WOODY-COME-LATELY
Courtesy Photo
"CELEBRITY"
** 113 minutes | Rated: R
Opened: Friday, November 20, 1998
Written & directed by Woody Allen

Starring Kenneth Branagh, Judy Davis, Charlize Theorn, Winona Ryder, Joe Mantegna, Leonardo DiCaprio, Gretchen Mol, Bebe Neuwirth, Hank Azaria, Melanie Griffith, Famke Janssen & Michael Lerner




 COUCH CRITIQUE
   SMALL SCREEN SHRINKAGE: 10%
   LETTERBOX: NOT NECESSARY

Woody's movies always translate well to video, although in the comfort of your favorite easy chair this one might just put you to sleep.

   VIDEO RELEASE: 8/10/99

Stale 'Celebrity' mocks fame with jokes only a tabloid victim could love

By Rob Blackwelder

With Kenneth Branagh practically channeling Woody Allen in the director's screen absence, "Celebrity" quickly begins to feel like a joke is being played on the audience.

Ostensibly a parody of fame in the era of "Hard Copy" and "Entertainment Tonight," Allen's latest dry comedy is, ironically, a considerable bore. With an all-star cast revolving around Branagh's insecure, neurotic, divorcee -- a journalist who, in between writing fluffy celeb profiles, somehow bags the likes of Charlize Theron ("The Devil's Advocate"), Famke Janssen (a former Bond girl) and Winona Ryder -- "Celebrity" largely fails to move beyond stale, recycled Woody fare.

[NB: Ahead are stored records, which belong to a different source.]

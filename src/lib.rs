//! Cell-population balancing and pattern editing for a cellular artificial
//! life simulation.

pub mod balancer;
pub mod config;
pub mod constants;
pub mod editor;
pub mod entities;
pub mod error;
pub mod selection;
pub mod simulation;
pub mod statistics;
pub mod store;
pub mod utils;
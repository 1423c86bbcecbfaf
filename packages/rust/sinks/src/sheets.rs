//! Spreadsheet sink: posts flattened lead rows to a webhook (e.g. a Google
//! Apps Script deployment) as `{"action": "addLeads", "data": [...]}`.

use std::time::Duration;

use reqwest::Client;
use serde::{Deserialize, Serialize};
use tracing::{info, instrument};

use prospector_shared::{LeadRecord, ProspectorError, Result, USER_AGENT};

/// One spreadsheet row.
#[derive(Debug, Clone, PartialEq, Eq, Serialize)]
pub struct SheetRow {
    pub company_name: String,
    pub website: String,
    pub employee_count: Option<u32>,
    pub industry: String,
    pub location: String,
    pub business_summary: String,
    /// Comma-joined category names, e.g. `Workstations, Servers`.
    pub hardware_opportunities: String,
    pub decision_maker_hint: String,
    pub contact_emails: String,
    /// Comma-joined `Name (Role)` labels.
    pub decision_makers: String,
    pub message_subject: String,
    pub message_body: String,
    pub generated_at: String,
}

impl From<&LeadRecord> for SheetRow {
    fn from(lead: &LeadRecord) -> Self {
        let company = &lead.company;
        let insights = &lead.insights;

        Self {
            company_name: company.name.clone(),
            website: company.website.clone().unwrap_or_default(),
            employee_count: company.employee_count,
            industry: company.industry.clone().unwrap_or_default(),
            location: company.location.clone().unwrap_or_default(),
            business_summary: insights.business_summary.clone(),
            hardware_opportunities: insights.hardware_opportunity.labels().join(", "),
            decision_maker_hint: insights.decision_maker_hint.clone(),
            contact_emails: lead
                .contacts
                .iter()
                .map(|c| c.email.as_str())
                .collect::<Vec<_>>()
                .join(", "),
            decision_makers: lead
                .contacts
                .iter()
                .filter_map(|c| c.decision_maker_label())
                .collect::<Vec<_>>()
                .join(", "),
            message_subject: lead.message.subject.clone(),
            message_body: lead.message.body.clone(),
            generated_at: lead.generated_at.to_rfc3339(),
        }
    }
}

#[derive(Debug, Serialize)]
struct AddLeads<'a> {
    action: &'static str,
    data: &'a [SheetRow],
}

#[derive(Debug, Deserialize)]
struct WebhookReply {
    #[serde(default)]
    success: bool,
    #[serde(default)]
    message: Option<String>,
}

/// Webhook client for the spreadsheet sink.
pub struct SheetsSink {
    client: Client,
    endpoint: String,
}

impl SheetsSink {
    pub fn new(endpoint: impl Into<String>, timeout: Duration) -> Result<Self> {
        let client = Client::builder()
            .user_agent(USER_AGENT)
            .timeout(timeout)
            .build()
            .map_err(|e| ProspectorError::Sink(format!("failed to build HTTP client: {e}")))?;

        Ok(Self {
            client,
            endpoint: endpoint.into(),
        })
    }

    /// Append `leads` to the sheet in a single request. Returns rows sent.
    #[instrument(skip_all, fields(leads = leads.len()))]
    pub async fn push(&self, leads: &[LeadRecord]) -> Result<usize> {
        if leads.is_empty() {
            info!("no leads to send to spreadsheet");
            return Ok(0);
        }

        let rows: Vec<SheetRow> = leads.iter().map(SheetRow::from).collect();
        let payload = AddLeads {
            action: "addLeads",
            data: &rows,
        };

        let response = self
            .client
            .post(&self.endpoint)
            .json(&payload)
            .send()
            .await
            .map_err(|e| ProspectorError::Sink(format!("request failed: {}", e.without_url())))?;

        let status = response.status();
        let body = response
            .text()
            .await
            .map_err(|e| ProspectorError::Sink(format!("failed to read reply: {e}")))?;

        if status != reqwest::StatusCode::OK {
            return Err(ProspectorError::Sink(format!(
                "spreadsheet endpoint returned HTTP {}: {}",
                status.as_u16(),
                body.chars().take(200).collect::<String>()
            )));
        }

        let reply: WebhookReply = serde_json::from_str(&body).map_err(|e| {
            ProspectorError::Sink(format!("spreadsheet reply is not JSON: {e}"))
        })?;
        if !reply.success {
            return Err(ProspectorError::Sink(format!(
                "spreadsheet endpoint rejected leads: {}",
                reply.message.as_deref().unwrap_or("unknown error")
            )));
        }

        info!(rows = rows.len(), "leads added to spreadsheet");
        Ok(rows.len())
    }
}

#[cfg(test)]
mod tests {
    use chrono::Utc;
    use prospector_shared::{
        CompanyCandidate, ContactRecord, ContactSource, DegradedFlags, HardwareOpportunities,
        OutreachMessage, WebsiteInsights,
    };
    use wiremock::matchers::{body_partial_json, header, method, path};
    use wiremock::{Mock, MockServer, ResponseTemplate};

    use super::*;

    fn contact(email: &str, name: &str, role: Option<&str>) -> ContactRecord {
        ContactRecord {
            email: email.into(),
            name: name.into(),
            role: role.map(String::from),
            confidence: 90,
            verification: None,
            source: ContactSource::ContactLookup,
        }
    }

    fn lead() -> LeadRecord {
        LeadRecord {
            company: CompanyCandidate {
                name: "Acme Systems".into(),
                website: Some("https://acme.in".into()),
                employee_count: Some(320),
                industry: Some("industrial automation".into()),
                location: Some("Pune, India".into()),
            },
            insights: WebsiteInsights {
                hardware_opportunity: HardwareOpportunities {
                    workstations: true,
                    networking: true,
                    ..Default::default()
                },
                ..WebsiteInsights::fallback()
            },
            contacts: vec![
                contact("asha@acme.in", "Asha Rao", Some("CTO")),
                contact("ops@acme.in", "", Some("Operations")),
                contact("info@acme.in", "", None),
            ],
            message: OutreachMessage {
                subject: "Hardware for Acme".into(),
                body: "Hello Asha,".into(),
                generated_at: Utc::now(),
            },
            generated_at: Utc::now(),
            degraded: DegradedFlags::default(),
        }
    }

    fn sink(server: &MockServer) -> SheetsSink {
        SheetsSink::new(format!("{}/exec", server.uri()), Duration::from_secs(5)).unwrap()
    }

    #[test]
    fn row_flattens_lead() {
        let row = SheetRow::from(&lead());
        assert_eq!(row.company_name, "Acme Systems");
        assert_eq!(row.hardware_opportunities, "Workstations, Networking");
        assert_eq!(row.contact_emails, "asha@acme.in, ops@acme.in, info@acme.in");
        assert_eq!(row.decision_makers, "Asha Rao (CTO), Operations");
        assert_eq!(row.message_subject, "Hardware for Acme");
    }

    #[tokio::test]
    async fn push_posts_add_leads() {
        let server = MockServer::start().await;

        Mock::given(method("POST"))
            .and(path("/exec"))
            .and(header("user-agent", USER_AGENT))
            .and(body_partial_json(serde_json::json!({
                "action": "addLeads",
                "data": [{ "company_name": "Acme Systems", "employee_count": 320 }]
            })))
            .respond_with(ResponseTemplate::new(200).set_body_json(serde_json::json!({
                "success": true,
                "message": "Added 1 leads"
            })))
            .expect(1)
            .mount(&server)
            .await;

        assert_eq!(sink(&server).push(&[lead()]).await.unwrap(), 1);
    }

    #[tokio::test]
    async fn rejected_reply_is_sink_error() {
        let server = MockServer::start().await;

        Mock::given(method("POST"))
            .respond_with(ResponseTemplate::new(200).set_body_json(serde_json::json!({
                "success": false,
                "message": "sheet not found"
            })))
            .mount(&server)
            .await;

        let err = sink(&server).push(&[lead()]).await.unwrap_err();
        assert!(matches!(err, ProspectorError::Sink(_)));
        assert!(err.to_string().contains("sheet not found"));
    }

    #[tokio::test]
    async fn non_200_is_sink_error() {
        let server = MockServer::start().await;

        Mock::given(method("POST"))
            .respond_with(ResponseTemplate::new(500).set_body_string("script error"))
            .mount(&server)
            .await;

        let err = sink(&server).push(&[lead()]).await.unwrap_err();
        assert!(err.to_string().contains("HTTP 500"));
    }

    #[tokio::test]
    async fn empty_batch_sends_nothing() {
        let server = MockServer::start().await;

        Mock::given(method("POST"))
            .respond_with(ResponseTemplate::new(200))
            .expect(0)
            .mount(&server)
            .await;

        assert_eq!(sink(&server).push(&[]).await.unwrap(), 0);
    }
}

Allen uses the decadence of the entertainment industry as an excuse to experiment with new taboos (lesbian chic, banana blow-jobs) and he serves up a smattering of ironic laughs (a "Birth of a Nation" remake with an all-black cast?), but this movie barely even has a plot. It's mostly just prosaic musings on the human condition as it relates to fame, a subject about which one would think Allen, of all people, would have something more interesting to say.

Plastic surgeon gags and caricatures of TV attack journalists are bandied about as if "Married, With Children" and a dozen other TV shows and movies hadn't covered the same territory ad nauseam over the last 10 years. Stock mid-life crises are whipped for tired laughter and the self-important Hollywood types are uncreatively mocked.

By the time Branagh has nervously turned down oral sex from an interviewee movie star (played by Melanie Griffith) and blown his chance to bed Theron, an insatiable supermodel, his incessant Woodyisms have become insufferable and it's clear "Celebrity" isn't going to be any more than a parade of occasionally (very occasionally) smart vignettes.

Certain actors bring the film moments of obliging, self-depreciating humor (Leonardo DiCaprio as a hotel-trashing bad boy actor) but others are reduced to lowbrow embarrassment (Judy Davis is the one stuck with the banana gag, if you'll pardon the pun), and still the movie lacks direction.

Surprisingly lackluster, "Celebrity" feels like it was put together on an assembly line, and most of the cavalcade of stars sleepwalk through their roles.

In the fireworks show that is Woody Allen's career, this is one of his loudest duds.